Broad Equity Market Tone:
- Advance/Decline Line: Substantially Higher
- Sector Performance: Most Sectors Rising
- Market Leading Stocks: Outperforming
Equity Investor Angst:
- Volatility(VIX) 14.49 -10.33%
- Euro/Yen Carry Return Index 143.46 +.03%
- Emerging Markets Currency Volatility(VXY) 7.81 +.13%
- S&P 500 Implied Correlation 51.18 -9.86%
- ISE Sentiment Index 74.0 -10.84%
- Total Put/Call .92 -8.91%
Credit Investor Angst:
- North American Investment Grade CDS Index 58.87 -6.60%
- European Financial Sector CDS Index 58.72 -7.47%
- Western Europe Sovereign Debt CDS Index 26.47 -2.54%
- Asia Pacific Sovereign Debt CDS Index 70.02 -2.42%
- Emerging Market CDS Index 279.36 -.30%
- China Blended Corporate Spread Index 319.36 -.1%
- 2-Year Swap Spread 25.75 -.5 basis point
- TED Spread 22.75 +.25 basis point
- 3-Month EUR/USD Cross-Currency Basis Swap -10.0 -.25 basis point
Economic Gauges:
- 3-Month T-Bill Yield .01% unch.
- Yield Curve 188.0 -2.0 basis points
- China Import Iron Ore Spot $77.50/Metric Tonne n/a
- Citi US Economic Surprise Index 18.30 +6.9 basis points
- Citi Emerging Markets Economic Surprise Index -18.60 +.8 point
- 10-Year TIPS Spread 1.94 -2.0 basis points
Overseas Futures:
- Nikkei Futures: Indicating +282 open in Japan
- DAX Futures: Indicating +19 open in Germany
Portfolio:
- Higher: On gains in my tech/biotech/medical/retail sector longs
- Disclosed Trades: Covered some of my (IWM)/(QQQ) hedges
- Market Exposure: Moved to 75% Net Long
Bloomberg:
- EU Warns Putin of New Sanctions If Ukraine Rebels Grab Land. Ukraine’s pro-Russian rebels may be
seeking more territorial gains as a month-old cease-fire frays,
the European Union’s ambassador in Moscow said, warning that
this risks triggering new sanctions against Russia. “The EU wants
sanctions to be lifted; however, I do not exclude that if things
deteriorate significantly, the EU might be forced to come back and
consider sanctions,” Vygaudas Usackas said in an interview today in
Moscow. “We have not reached the end of the possible measures.” Daily skirmishes between Ukrainian troops and pro-Russian separatists are threatening to undermine the Sept. 5 cease-fire signed in Minsk. Russian President Vladimir Putin,
who said he supports the peace efforts, yesterday shrugged off U.S. and
EU sanctions as “idiocy” that harm the global economy but won’t sway
his policies. The restrictions have driven Russia’s slowing
economy to the brink of recession.
- Mob Attacks Hong Kong Protesters as Students Shelve Talks. Hong Kong’s pro-democracy demonstrators were attacked by hundreds of
men at two sites in the city, prompting student leaders to shelve talks
with the government aimed at ending street protests that engulfed the
city for the past week. The city’s embattled leader Leung Chun-ying
appealed for calm tonight after the men, who began gathering in the
afternoon, tried to remove barricades, shouted abuse and tussled with
students. The violence forced protesters to leave some streets they had
occupied for the past week, with police escorting them past angry crowds
in Mong Kok. At least 37 people were injured, the city’s Hospital
Authority said.
- Merkel Says She’ll Keep Pressing for Euro-Area Discipline. German
Chancellor Angela Merkel said she won’t stop pressing euro-area
governments to comply with debt and deficit rules because Europe’s
credibility is at stake. Merkel’s comments were a nudge to countries
such as France and Italy as the euro region’s two biggest economies
after Germany seek to revive growth. She spoke on the anniversary of
German reunification in 1990, which ended Europe’s Cold War
division and eventually led to the currency union.

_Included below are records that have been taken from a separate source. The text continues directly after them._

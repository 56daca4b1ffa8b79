//! Per-consumer offset bookkeeping.
//!
//! The stored offset of a partition is always the *next* offset to fetch.
//! It advances only when a record has actually been handed to the caller, so
//! a remote commit can never run ahead of what was delivered.

use std::collections::{BTreeMap, HashMap, HashSet};
use std::time::Duration;

use chrono::{DateTime, Utc};

use crate::cluster::TopicPartition;
use crate::protocol::messages::{OFFSET_BEGINNING, OFFSET_END};

/// Where to start consuming a topic when no stored offset exists.
///
/// Honored on the first consumption of a topic and again after an
/// offset-out-of-range error; otherwise the stored offset wins.
#[derive(Debug, Clone, Copy, PartialEq, Eq, Default)]
pub enum Start {
    /// Tail of the log: only records produced from now on.
    #[default]
    End,

    /// Head of the log: everything the broker still has.
    Beginning,

    /// Records at or after an absolute point in time.
    ///
    /// Resolution happens broker-side and inherits the broker clock's skew.
    At(DateTime<Utc>),

    /// Records at or after `now - duration`.
    Ago(Duration),
}

impl Start {
    /// The timestamp value the offset API expects for this start position.
    pub(crate) fn to_timestamp(self) -> i64 {
        match self {
            Self::End => OFFSET_END.0,
            Self::Beginning => OFFSET_BEGINNING.0,
            Self::At(at) => at.timestamp_millis(),
            Self::Ago(ago) => {
                (Utc::now() - chrono::Duration::from_std(ago).unwrap_or_default())
                    .timestamp_millis()
            }
        }
    }
}

/// Offset state of one consumer instance.
#[derive(Debug, Default)]
pub(crate) struct OffsetTable {
    /// Next offset to fetch per partition.
    offsets: HashMap<TopicPartition, i64>,

    /// Highest offset acknowledged by a remote commit per partition.
    committed: HashMap<TopicPartition, i64>,

    /// Topics whose offsets were seeded from a start hint or a remote store.
    synced: HashSet<String>,
}

impl OffsetTable {
    /// The next offset to fetch, if one is known.
    pub(crate) fn next_offset(&self, tp: &TopicPartition) -> Option<i64> {
        self.offsets.get(tp).copied()
    }

    /// Advance past a record that was delivered to the caller.
    pub(crate) fn record_delivered(&mut self, tp: TopicPartition, offset: i64) {
        let next = offset + 1;
        let entry = self.offsets.entry(tp).or_insert(next);
        *entry = (*entry).max(next);
    }

    /// Seed the next offset, e.g. from a start hint or a remote store.
    pub(crate) fn seed(&mut self, tp: TopicPartition, next_offset: i64) {
        self.offsets.insert(tp, next_offset);
    }

    pub(crate) fn is_synced(&self, topic: &str) -> bool {
        self.synced.contains(topic)
    }

    pub(crate) fn mark_synced(&mut self, topic: &str) {
        self.synced.insert(topic.to_owned());
    }

    /// Forget that a topic is synced, forcing the start hint to be
    /// re-applied on the next consume.
    pub(crate) fn desync(&mut self, topic: &str) {
        self.synced.remove(topic);
    }

    pub(crate) fn desync_all(&mut self) {
        self.synced.clear();
    }

    /// The values a remote commit should carry for `topics`.
    ///
    /// Commits never regress: the value is clamped to the highest offset a
    /// previous commit acknowledged.
    pub(crate) fn commit_values(&self, topics: &HashSet<String>) -> BTreeMap<TopicPartition, i64> {
        self.offsets
            .iter()
            .filter(|(tp, _)| topics.contains(&tp.topic))
            .map(|(tp, offset)| {
                let floor = self.committed.get(tp).copied().unwrap_or(i64::MIN);
                (tp.clone(), (*offset).max(floor))
            })
            .collect()
    }

    /// Record that a remote commit for a partition was acknowledged.
    pub(crate) fn mark_committed(&mut self, tp: TopicPartition, offset: i64) {
        let entry = self.committed.entry(tp).or_insert(offset);
        *entry = (*entry).max(offset);
    }
}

- Albert Edwards Says Watch Japanese Yen and Be Very Afraid. The
Japanese yen goes into freefall. China’s fragile economy tips over the
edge. A wave of profit-crushing deflation comes washing over the U.S.
and Europe. Investors panic. That’s the view of perennial pessimist
Albert Edwards. The London-based analyst and his team at investment bank
Societe Generale SA have been ranked No. 1 for global strategy in
surveys by Thomson Reuters Extel every year since 2007, even with a
history of
saying unpleasant things that few want to hear.
- Emerging-Market ETF Outflows Exceed $1 Billion Led by China, HK. Investors
pulled more than $1 billion
from exchange-traded funds that invest in emerging markets in the week
ended Oct. 2, led by withdrawals from China and Hong Kong. Redemptions
from ETFs that invest across developing nations as well as those that
target specific countries totaled $1.27
billion, compared withs inflows of $60.1 million in the previous
week, according to data compiled by Bloomberg. Stock funds lost
$1.4 billion and bond funds advanced by $95.8 million. The MSCI
Emerging Markets Index declined 3.2 percent in the week. The biggest change was in China and Hong Kong, where funds
shrank by $278.2 million, compared with $60.9 million of
redemptions the previous week. Investors withdrew $278.9 million
from stock funds and added $600,000 to bonds.
- Emerging-Market Bears Want More as Stocks See Correction. Investors
are ramping up bets that the selloff in emerging-market stocks isn’t
over after the benchmark index plunged 9.5 percent from a three-year
high reached in September. Shares of the $38 billion iShares MSCI
Emerging Markets exchange-traded fund being shorted have jumped more
than four-fold over the past month to about 44 million, or 4.9 percent
of all outstanding securities, near the most since June, according
to data compiled by Markit and Bloomberg. The MSCI Emerging
Markets Index fell 0.4 percent yesterday to 992.53, the lowest
since March 28.
- European Stocks Rally as U.S. Jobless Rate Declines.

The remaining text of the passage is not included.